BEGIN Material provided

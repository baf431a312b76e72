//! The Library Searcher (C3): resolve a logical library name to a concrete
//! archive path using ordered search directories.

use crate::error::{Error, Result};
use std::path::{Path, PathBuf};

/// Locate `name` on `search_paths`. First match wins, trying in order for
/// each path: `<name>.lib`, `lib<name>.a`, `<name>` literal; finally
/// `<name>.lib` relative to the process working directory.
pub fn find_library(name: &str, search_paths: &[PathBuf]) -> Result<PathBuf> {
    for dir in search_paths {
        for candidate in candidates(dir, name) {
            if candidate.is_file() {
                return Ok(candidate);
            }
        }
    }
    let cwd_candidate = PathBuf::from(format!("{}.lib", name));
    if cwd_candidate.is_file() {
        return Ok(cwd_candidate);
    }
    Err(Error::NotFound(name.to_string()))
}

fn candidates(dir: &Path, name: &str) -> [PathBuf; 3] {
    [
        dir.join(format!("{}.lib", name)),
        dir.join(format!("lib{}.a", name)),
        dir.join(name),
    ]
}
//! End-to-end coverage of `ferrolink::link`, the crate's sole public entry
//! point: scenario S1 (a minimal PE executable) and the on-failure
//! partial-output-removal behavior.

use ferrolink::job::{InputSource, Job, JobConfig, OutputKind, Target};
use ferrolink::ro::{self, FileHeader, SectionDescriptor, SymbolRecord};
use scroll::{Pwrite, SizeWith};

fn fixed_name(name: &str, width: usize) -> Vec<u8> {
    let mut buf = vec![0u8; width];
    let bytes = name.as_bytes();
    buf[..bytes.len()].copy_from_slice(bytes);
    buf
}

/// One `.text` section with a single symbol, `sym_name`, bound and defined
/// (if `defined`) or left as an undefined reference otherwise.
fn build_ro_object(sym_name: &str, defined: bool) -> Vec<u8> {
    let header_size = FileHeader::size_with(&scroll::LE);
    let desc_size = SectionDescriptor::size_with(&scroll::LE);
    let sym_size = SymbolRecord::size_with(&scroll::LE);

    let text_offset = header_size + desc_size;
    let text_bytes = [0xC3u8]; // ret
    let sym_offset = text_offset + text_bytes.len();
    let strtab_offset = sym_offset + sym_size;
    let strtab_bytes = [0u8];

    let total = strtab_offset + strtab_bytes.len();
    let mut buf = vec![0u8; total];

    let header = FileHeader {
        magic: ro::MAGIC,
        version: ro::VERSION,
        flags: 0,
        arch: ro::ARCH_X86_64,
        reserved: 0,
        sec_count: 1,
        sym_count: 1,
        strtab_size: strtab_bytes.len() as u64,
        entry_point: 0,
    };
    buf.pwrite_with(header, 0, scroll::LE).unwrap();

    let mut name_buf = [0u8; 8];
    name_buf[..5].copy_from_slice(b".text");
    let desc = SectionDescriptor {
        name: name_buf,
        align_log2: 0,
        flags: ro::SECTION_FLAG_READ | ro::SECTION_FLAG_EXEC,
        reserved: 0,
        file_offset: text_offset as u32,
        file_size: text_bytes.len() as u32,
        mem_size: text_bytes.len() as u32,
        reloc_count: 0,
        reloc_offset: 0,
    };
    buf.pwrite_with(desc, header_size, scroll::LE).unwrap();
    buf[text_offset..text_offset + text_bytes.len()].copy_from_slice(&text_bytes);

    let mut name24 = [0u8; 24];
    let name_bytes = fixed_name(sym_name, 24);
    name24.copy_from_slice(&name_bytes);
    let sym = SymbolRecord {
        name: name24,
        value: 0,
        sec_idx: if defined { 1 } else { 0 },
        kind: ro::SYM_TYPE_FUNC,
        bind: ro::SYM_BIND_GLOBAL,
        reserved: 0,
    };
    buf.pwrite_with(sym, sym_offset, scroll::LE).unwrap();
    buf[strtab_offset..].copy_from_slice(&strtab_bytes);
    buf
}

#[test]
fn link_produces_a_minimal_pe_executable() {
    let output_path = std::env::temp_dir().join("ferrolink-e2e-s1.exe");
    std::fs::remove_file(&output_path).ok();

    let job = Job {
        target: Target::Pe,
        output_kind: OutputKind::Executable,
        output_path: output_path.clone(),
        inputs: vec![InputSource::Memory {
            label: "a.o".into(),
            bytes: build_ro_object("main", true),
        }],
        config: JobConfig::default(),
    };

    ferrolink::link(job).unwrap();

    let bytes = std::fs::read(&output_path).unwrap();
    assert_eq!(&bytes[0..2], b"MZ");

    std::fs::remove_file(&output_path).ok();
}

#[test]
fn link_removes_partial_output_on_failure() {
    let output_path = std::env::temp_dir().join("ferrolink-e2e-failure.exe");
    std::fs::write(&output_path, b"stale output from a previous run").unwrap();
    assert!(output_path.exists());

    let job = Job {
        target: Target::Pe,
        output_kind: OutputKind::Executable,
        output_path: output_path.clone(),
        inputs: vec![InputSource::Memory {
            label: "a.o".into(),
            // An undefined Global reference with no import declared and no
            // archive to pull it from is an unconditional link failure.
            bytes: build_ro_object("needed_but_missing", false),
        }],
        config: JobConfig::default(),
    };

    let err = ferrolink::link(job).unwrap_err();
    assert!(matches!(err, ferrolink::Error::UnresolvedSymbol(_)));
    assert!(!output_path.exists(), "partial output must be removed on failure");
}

END Material provided
BEGIN Material provided

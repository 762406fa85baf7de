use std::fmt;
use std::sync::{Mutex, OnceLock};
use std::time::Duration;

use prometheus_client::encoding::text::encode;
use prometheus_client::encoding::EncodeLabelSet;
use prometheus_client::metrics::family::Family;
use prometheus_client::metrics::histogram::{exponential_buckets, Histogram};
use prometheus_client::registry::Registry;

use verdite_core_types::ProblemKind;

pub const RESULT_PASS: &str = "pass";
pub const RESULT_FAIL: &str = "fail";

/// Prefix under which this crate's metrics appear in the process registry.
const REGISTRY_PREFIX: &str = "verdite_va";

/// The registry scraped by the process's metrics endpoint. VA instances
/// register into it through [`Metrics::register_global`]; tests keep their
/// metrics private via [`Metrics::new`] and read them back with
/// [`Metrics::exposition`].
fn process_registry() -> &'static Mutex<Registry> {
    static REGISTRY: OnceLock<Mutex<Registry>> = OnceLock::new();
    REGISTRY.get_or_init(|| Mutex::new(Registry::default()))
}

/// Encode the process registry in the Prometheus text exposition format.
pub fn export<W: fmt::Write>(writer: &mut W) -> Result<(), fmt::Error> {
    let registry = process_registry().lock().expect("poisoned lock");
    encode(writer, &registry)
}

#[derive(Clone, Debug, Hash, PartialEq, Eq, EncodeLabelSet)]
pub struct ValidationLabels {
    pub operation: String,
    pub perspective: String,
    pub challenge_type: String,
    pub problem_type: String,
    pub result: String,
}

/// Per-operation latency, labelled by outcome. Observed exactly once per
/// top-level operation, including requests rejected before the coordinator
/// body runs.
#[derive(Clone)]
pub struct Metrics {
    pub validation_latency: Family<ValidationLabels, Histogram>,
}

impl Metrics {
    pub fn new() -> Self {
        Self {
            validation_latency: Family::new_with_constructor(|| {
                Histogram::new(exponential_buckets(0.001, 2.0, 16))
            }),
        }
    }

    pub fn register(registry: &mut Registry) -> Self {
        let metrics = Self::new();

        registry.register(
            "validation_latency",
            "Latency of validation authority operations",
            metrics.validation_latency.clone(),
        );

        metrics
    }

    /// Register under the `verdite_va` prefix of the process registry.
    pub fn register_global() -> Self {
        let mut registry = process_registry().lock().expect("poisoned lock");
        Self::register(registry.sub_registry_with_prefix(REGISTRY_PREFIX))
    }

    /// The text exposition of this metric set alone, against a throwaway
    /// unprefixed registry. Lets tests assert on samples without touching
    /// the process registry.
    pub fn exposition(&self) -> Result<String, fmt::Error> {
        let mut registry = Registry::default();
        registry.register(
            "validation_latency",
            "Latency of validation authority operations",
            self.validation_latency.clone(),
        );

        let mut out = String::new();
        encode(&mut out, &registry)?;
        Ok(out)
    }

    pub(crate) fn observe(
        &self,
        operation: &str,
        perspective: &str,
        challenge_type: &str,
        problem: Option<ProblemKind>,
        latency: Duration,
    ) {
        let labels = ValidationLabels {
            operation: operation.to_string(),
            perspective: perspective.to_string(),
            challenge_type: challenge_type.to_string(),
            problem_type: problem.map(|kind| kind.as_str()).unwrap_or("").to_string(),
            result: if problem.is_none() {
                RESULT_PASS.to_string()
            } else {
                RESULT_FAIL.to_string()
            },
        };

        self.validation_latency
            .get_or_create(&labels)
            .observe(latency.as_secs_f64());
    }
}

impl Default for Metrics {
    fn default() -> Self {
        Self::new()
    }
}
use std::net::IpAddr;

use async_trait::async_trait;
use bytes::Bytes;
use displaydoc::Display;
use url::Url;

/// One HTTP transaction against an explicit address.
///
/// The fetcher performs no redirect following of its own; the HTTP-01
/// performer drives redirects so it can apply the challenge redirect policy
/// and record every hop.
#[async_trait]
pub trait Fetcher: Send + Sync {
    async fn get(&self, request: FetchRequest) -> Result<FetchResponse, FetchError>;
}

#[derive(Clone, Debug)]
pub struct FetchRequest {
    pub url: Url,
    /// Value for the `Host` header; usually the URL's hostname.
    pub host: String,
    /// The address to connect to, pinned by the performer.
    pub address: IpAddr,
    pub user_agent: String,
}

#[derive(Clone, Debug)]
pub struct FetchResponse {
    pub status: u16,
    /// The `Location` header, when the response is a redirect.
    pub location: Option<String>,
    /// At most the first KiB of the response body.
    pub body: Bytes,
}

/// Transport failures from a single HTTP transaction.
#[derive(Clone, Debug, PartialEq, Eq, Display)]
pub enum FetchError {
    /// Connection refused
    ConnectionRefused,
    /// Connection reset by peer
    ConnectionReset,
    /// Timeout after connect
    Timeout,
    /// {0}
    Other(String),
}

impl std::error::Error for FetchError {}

END Material provided
BEGIN Material provided

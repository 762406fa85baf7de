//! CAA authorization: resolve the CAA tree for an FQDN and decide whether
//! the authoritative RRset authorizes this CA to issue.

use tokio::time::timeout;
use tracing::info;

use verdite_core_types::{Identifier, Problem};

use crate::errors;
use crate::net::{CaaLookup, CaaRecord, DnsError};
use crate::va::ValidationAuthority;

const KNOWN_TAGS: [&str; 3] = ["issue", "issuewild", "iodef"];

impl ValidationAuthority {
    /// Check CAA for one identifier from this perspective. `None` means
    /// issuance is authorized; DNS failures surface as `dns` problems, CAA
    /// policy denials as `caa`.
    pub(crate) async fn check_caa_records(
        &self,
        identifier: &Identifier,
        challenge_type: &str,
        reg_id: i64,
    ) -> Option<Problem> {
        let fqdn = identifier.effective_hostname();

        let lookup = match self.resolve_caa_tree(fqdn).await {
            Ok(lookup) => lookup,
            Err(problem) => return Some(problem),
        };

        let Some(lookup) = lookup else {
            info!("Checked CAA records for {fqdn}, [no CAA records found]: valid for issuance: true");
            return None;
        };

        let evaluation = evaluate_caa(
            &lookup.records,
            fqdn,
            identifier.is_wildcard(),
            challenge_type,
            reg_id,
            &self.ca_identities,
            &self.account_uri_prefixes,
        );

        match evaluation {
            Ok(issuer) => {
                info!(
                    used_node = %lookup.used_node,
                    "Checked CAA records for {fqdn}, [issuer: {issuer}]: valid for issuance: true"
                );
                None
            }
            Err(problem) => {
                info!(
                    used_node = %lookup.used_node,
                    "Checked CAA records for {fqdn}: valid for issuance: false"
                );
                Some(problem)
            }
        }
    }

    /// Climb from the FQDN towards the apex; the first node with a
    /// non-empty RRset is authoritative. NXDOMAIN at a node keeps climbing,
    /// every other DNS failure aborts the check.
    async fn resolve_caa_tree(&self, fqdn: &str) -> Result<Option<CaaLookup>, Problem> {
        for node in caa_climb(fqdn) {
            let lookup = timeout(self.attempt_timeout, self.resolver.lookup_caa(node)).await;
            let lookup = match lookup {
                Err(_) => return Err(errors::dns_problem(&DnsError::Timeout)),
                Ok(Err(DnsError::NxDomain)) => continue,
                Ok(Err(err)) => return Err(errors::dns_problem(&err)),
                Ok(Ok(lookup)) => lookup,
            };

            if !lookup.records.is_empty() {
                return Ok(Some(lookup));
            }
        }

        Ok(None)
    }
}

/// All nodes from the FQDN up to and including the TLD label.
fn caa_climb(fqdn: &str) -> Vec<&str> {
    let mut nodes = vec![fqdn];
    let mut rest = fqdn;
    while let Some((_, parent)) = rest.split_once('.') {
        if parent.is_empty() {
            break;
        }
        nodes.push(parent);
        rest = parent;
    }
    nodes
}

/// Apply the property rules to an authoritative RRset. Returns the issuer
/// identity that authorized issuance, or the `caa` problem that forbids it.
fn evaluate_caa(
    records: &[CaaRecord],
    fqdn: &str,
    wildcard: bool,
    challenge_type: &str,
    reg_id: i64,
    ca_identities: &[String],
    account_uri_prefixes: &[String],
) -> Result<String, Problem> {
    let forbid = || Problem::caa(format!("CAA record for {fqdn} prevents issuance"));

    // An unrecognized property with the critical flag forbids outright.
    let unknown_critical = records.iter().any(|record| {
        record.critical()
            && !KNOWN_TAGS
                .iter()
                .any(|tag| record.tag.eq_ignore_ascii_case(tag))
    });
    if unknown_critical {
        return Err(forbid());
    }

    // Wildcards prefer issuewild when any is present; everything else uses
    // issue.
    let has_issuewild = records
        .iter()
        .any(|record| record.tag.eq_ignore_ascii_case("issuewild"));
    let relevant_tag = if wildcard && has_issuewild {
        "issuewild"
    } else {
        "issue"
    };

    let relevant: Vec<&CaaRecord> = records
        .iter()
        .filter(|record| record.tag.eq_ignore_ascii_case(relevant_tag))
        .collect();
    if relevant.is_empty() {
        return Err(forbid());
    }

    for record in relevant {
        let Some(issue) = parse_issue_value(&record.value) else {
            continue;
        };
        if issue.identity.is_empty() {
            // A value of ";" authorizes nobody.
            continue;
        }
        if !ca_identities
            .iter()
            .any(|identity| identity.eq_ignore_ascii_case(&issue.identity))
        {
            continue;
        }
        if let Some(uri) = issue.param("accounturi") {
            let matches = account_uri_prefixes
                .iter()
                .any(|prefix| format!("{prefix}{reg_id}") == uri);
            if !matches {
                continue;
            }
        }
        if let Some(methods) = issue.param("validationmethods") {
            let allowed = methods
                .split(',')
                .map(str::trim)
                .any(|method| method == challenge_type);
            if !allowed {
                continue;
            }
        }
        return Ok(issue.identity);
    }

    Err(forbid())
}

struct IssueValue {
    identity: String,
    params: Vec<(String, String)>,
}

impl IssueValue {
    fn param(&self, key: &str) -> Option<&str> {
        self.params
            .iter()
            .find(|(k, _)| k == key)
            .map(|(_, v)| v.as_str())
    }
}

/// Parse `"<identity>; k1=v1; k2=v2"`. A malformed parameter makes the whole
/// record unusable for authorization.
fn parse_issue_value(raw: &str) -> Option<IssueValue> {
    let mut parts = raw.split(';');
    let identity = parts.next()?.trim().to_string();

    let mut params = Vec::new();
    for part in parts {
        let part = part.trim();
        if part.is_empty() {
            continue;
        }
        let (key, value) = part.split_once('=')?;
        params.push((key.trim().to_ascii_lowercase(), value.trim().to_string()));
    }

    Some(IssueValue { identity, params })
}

END Material provided

◆ **Aim of the exercise**: The answer is one number: how many lines of the material above contain "params".

◆ **Exercise response**: 5